**Your objective**
For the entries that follow, count the lines containing the string "XrFrame" and write only the number.

### Record set

//! Where each layer lands in the side-by-side eye buffer.

use glam::Mat4;

use crate::compositor::LayerKind;
use crate::present::ResolvedLayer;
use crate::xr::XrFrame;

const FULL_UV: [f32; 4] = [0.0, 0.0, 1.0, 1.0];

/// One quad draw: viewport `[x, y, w, h]` in pixels, clip transform, source rect.
#[derive(Debug, Clone, PartialEq)]
pub(crate) struct LayerDraw {
    pub viewport: [f32; 4],
    pub mvp: [f32; 16],
    pub uv_rect: [f32; 4],
}

/// Splits a layer into its draws for a `width` x `height` stereo target.
///
/// * `RawCanvas` covers the whole target untransformed.
/// * `Iframe3d` sources are side-by-side stereo; each eye samples its own
///   half, placed with the layer's own per-eye matrices.
/// * `Iframe2d` sources are flat; both eyes see the whole texture placed in
///   the scene through the current head pose.
pub(crate) fn layer_draws(layer: &ResolvedLayer, xr: &XrFrame, width: u32, height: u32) -> Vec<LayerDraw> {
    let (w, h) = (width as f32, height as f32);
    if layer.kind == LayerKind::RawCanvas {
        return vec![LayerDraw {
            viewport: [0.0, 0.0, w, h],
            mvp: Mat4::IDENTITY.to_cols_array(),
            uv_rect: FULL_UV,
        }];
    }

    let half = w / 2.0;
    let eyes = [
        (xr.left_view, xr.left_projection),
        (xr.right_view, xr.right_projection),
    ];

    eyes.iter()
        .enumerate()
        .map(|(eye, (view, projection))| {
            let model_view = Mat4::from_cols_array(&layer.model_view[eye]);
            let (mvp, uv_rect) = match layer.kind {
                LayerKind::Iframe3d => (
                    Mat4::from_cols_array(&layer.projection[eye]) * model_view,
                    [0.5 * eye as f32, 0.0, 0.5, 1.0],
                ),
                _ => (
                    Mat4::from_cols_array(projection) * Mat4::from_cols_array(view) * model_view,
                    FULL_UV,
                ),
            };
            LayerDraw {
                viewport: [half * eye as f32, 0.0, half, h],
                mvp: mvp.to_cols_array(),
                uv_rect,
            }
        })
        .collect()
}
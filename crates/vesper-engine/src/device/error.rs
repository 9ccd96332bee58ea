/// High-level response after a surface error.
#[derive(Debug, Copy, Clone, Eq, PartialEq)]
pub enum SurfaceErrorAction {
    /// Surface was reconfigured; acquisition may succeed next tick.
    Reconfigured,
    /// Transient error; skip this surface for the tick.
    SkipFrame,
    /// Fatal error (commonly OOM).
    Fatal,
}
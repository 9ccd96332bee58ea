/// Initialization parameters for the wgpu presentation backend.
#[derive(Debug, Clone)]
pub struct GpuInit {
    /// Prefer an sRGB surface format when available.
    pub prefer_srgb: bool,

    /// Present mode (swap behavior). FIFO is supported everywhere.
    pub present_mode: wgpu::PresentMode,

    /// Optional alpha mode preference for surfaces.
    ///
    /// If provided but unsupported on a surface, a supported mode is selected.
    pub alpha_mode: Option<wgpu::CompositeAlphaMode>,

    pub required_features: wgpu::Features,

    pub required_limits: wgpu::Limits,

    /// Desired maximum frame latency for each surface. A hint.
    pub desired_maximum_frame_latency: u32,

    /// Sample count of every context's working target.
    pub msaa_samples: u32,

    /// Colour format of offscreen render targets.
    pub target_format: wgpu::TextureFormat,
}

impl Default for GpuInit {
    fn default() -> Self {
        Self {
            prefer_srgb: true,
            present_mode: wgpu::PresentMode::Fifo,
            alpha_mode: None,
            required_features: wgpu::Features::empty(),
            required_limits: wgpu::Limits::default(),
            desired_maximum_frame_latency: 2,
            msaa_samples: 4,
            target_format: wgpu::TextureFormat::Rgba8UnormSrgb,
        }
    }
}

######

**Completed task**
2